* [Exercise objective]:
Once the line containing "router hands each" is found in the entries below, reproduce it and every line after it, stopping at and including the line containing "and timeout errors."; reproduce nothing else, and keep each line exact.
---- Data
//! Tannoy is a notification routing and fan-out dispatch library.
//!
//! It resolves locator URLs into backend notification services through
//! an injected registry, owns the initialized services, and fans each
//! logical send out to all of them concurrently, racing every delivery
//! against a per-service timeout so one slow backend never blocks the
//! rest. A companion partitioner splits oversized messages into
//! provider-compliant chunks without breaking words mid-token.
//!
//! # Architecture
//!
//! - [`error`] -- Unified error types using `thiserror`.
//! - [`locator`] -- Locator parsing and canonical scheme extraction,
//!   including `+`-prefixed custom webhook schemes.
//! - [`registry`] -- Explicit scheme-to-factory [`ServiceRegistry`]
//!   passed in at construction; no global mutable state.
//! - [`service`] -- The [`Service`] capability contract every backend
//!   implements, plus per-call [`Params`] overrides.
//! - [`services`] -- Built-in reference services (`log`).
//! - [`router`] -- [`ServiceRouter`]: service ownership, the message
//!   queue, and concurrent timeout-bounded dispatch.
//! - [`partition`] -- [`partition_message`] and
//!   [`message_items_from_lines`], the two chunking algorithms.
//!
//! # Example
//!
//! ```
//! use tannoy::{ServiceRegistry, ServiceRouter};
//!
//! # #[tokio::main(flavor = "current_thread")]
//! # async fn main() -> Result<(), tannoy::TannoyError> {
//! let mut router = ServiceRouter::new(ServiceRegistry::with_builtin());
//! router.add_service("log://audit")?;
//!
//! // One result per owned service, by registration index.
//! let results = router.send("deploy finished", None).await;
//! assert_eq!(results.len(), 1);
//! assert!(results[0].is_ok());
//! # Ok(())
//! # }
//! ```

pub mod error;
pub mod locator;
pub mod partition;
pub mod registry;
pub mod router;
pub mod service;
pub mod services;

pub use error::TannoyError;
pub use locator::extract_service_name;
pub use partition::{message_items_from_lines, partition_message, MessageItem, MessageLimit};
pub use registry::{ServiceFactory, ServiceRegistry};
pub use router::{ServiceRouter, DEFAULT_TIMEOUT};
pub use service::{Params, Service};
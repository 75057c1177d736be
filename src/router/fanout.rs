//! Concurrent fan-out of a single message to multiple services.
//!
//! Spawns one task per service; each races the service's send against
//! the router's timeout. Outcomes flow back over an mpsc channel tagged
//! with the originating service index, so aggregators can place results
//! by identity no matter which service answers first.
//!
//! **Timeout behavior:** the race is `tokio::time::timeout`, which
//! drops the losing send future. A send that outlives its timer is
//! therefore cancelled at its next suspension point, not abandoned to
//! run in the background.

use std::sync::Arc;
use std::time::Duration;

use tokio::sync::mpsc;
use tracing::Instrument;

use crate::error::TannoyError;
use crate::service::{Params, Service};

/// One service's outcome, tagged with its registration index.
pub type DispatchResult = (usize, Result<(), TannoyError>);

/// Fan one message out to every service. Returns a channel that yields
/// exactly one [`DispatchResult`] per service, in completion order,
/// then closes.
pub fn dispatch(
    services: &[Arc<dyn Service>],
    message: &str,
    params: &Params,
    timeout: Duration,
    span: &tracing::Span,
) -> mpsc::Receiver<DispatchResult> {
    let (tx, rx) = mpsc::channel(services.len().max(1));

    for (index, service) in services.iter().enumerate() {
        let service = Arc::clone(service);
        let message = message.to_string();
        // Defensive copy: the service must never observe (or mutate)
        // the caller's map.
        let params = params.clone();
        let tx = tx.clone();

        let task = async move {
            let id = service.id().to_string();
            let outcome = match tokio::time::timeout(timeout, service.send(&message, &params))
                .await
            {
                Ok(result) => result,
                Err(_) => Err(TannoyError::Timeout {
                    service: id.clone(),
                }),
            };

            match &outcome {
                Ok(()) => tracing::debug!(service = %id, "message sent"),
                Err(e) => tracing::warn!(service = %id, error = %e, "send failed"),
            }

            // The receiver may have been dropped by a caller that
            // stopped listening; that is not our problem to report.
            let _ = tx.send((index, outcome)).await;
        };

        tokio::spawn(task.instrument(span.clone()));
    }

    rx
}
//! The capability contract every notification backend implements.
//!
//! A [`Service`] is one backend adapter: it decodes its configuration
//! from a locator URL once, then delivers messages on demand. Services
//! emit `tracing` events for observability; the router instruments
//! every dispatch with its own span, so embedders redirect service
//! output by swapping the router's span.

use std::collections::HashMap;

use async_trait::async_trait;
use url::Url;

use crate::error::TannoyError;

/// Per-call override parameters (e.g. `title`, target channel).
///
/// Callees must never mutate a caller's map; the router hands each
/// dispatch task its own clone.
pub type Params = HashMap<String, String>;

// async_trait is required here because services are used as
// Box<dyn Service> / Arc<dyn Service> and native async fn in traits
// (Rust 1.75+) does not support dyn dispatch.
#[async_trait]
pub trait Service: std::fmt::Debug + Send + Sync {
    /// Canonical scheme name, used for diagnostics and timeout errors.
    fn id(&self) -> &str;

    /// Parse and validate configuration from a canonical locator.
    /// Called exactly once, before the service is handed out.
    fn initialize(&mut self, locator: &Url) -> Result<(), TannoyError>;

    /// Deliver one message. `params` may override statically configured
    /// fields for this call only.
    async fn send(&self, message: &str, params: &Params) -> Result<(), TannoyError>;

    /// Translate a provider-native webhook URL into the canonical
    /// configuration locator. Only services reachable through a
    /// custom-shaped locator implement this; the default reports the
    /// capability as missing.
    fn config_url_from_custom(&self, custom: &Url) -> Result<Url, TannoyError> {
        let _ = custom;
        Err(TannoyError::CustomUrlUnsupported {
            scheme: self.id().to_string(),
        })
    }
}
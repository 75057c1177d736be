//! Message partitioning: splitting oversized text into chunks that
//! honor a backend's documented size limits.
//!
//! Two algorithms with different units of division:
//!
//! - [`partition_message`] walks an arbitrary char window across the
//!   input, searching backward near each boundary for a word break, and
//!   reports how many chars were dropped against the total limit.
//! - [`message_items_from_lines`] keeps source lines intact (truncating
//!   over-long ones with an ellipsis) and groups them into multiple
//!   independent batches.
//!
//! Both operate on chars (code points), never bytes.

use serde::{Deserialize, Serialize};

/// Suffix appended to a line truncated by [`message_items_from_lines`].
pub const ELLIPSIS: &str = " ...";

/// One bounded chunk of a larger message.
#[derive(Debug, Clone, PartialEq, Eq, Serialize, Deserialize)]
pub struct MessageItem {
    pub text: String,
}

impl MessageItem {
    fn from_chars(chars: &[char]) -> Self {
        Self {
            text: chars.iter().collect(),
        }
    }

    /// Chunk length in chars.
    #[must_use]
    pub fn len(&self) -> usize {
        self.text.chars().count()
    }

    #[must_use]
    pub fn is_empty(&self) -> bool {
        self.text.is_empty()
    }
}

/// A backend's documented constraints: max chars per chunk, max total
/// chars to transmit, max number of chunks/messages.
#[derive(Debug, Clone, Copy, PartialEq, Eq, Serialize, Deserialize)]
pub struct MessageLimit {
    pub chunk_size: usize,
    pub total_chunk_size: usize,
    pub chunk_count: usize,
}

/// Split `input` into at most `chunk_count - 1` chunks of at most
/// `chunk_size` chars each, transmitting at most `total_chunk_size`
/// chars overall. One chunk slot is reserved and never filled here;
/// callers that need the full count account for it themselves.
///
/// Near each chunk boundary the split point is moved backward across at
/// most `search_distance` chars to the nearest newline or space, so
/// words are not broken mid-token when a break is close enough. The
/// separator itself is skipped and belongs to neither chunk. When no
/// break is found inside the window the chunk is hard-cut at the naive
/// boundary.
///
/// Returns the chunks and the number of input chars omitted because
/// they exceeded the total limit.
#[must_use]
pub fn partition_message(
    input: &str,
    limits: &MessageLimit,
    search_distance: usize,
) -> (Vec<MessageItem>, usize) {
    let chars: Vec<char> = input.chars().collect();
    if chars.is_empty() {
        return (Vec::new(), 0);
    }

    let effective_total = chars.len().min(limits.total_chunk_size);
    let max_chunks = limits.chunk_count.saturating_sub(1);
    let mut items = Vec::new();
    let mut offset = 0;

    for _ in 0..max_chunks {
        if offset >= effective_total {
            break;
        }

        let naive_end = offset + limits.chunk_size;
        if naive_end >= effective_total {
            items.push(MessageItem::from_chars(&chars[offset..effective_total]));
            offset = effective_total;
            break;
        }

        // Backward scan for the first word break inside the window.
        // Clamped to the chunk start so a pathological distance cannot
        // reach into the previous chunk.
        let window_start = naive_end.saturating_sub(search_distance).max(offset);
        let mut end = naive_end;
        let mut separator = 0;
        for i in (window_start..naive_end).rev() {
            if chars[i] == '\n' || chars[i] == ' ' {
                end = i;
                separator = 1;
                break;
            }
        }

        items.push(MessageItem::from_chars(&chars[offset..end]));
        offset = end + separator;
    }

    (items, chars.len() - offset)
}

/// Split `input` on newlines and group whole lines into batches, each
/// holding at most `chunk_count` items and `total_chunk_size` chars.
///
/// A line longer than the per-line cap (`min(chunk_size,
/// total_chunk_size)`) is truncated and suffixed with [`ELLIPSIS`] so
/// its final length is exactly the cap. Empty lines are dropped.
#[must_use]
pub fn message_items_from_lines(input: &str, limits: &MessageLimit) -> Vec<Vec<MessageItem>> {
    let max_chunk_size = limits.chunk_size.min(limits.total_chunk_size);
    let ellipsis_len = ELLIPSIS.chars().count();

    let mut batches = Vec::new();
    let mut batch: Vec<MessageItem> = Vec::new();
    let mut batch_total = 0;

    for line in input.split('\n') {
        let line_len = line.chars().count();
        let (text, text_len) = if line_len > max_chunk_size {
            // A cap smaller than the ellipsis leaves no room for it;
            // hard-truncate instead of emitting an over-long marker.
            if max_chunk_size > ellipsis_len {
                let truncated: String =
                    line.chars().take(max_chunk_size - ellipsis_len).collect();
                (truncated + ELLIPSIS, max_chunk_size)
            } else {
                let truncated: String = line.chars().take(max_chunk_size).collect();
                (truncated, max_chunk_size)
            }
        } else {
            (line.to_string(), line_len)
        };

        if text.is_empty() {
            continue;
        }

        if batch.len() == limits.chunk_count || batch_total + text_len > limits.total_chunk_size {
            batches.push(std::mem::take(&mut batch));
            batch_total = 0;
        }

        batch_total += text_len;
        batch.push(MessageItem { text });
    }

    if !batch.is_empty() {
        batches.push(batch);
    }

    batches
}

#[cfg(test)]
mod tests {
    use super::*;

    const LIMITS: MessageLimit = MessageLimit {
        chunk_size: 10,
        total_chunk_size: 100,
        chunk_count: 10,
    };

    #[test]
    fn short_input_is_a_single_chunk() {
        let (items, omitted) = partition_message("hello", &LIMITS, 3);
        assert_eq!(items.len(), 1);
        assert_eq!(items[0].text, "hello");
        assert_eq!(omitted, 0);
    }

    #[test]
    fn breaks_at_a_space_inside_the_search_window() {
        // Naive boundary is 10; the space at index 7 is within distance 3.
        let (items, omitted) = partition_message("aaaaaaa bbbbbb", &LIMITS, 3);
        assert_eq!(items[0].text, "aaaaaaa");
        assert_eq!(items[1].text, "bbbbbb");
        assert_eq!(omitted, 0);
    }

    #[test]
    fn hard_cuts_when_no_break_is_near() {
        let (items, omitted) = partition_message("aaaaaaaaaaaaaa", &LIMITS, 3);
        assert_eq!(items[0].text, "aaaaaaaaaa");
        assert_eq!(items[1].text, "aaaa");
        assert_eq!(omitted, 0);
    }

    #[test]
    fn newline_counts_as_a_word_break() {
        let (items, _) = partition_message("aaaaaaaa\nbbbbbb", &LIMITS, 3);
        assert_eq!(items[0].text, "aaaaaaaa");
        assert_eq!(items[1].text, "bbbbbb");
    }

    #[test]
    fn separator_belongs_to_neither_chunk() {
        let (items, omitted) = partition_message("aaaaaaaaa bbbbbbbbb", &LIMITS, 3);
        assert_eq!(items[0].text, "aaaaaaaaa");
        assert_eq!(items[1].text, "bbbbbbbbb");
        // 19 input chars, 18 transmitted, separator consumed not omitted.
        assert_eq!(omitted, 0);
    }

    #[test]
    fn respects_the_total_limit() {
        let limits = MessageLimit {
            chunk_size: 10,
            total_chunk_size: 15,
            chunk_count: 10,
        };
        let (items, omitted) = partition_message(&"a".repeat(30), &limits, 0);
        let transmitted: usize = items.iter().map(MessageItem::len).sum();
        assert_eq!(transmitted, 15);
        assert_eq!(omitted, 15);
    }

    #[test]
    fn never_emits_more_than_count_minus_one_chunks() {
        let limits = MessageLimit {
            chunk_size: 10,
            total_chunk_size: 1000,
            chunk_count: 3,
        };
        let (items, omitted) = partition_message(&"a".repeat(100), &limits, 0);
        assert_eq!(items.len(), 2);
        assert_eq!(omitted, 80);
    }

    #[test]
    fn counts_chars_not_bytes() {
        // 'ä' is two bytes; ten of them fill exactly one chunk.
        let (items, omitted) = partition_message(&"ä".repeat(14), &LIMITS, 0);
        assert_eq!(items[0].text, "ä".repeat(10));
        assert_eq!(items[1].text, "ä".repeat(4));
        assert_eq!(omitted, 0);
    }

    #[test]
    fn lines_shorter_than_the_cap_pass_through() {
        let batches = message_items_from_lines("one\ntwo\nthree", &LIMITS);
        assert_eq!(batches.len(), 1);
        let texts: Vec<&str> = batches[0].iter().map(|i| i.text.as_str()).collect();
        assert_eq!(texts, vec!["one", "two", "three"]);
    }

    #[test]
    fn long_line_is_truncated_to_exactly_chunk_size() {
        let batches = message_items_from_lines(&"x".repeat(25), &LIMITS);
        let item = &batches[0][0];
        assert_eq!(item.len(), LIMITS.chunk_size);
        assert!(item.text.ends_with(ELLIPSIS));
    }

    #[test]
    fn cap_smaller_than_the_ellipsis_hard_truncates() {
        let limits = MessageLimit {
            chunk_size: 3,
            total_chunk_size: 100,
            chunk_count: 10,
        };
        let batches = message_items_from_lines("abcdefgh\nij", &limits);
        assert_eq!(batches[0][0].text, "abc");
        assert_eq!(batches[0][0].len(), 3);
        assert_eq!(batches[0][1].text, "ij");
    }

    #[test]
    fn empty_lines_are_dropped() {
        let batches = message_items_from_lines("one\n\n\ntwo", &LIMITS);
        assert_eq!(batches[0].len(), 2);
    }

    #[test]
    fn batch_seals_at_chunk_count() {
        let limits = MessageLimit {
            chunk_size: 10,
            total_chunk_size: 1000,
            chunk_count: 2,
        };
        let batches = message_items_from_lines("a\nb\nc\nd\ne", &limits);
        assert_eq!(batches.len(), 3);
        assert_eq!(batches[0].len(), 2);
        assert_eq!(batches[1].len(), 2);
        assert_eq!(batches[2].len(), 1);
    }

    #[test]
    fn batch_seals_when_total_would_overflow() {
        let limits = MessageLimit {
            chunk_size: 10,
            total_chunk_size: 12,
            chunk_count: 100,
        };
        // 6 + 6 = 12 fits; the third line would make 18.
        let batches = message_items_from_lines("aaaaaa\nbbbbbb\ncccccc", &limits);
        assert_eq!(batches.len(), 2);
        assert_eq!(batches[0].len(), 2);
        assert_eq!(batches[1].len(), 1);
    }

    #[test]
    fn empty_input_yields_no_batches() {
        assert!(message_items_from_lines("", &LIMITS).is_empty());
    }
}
--------
* [Solution for this exercise]:
/// Callees must never mutate a caller's map; the router hands each
/// dispatch task its own clone.
pub type Params = HashMap<String, String>;

// async_trait is required here because services are used as
// Box<dyn Service> / Arc<dyn Service> and native async fn in traits
// (Rust 1.75+) does not support dyn dispatch.
#[async_trait]
pub trait Service: std::fmt::Debug + Send + Sync {
    /// Canonical scheme name, used for diagnostics and timeout errors.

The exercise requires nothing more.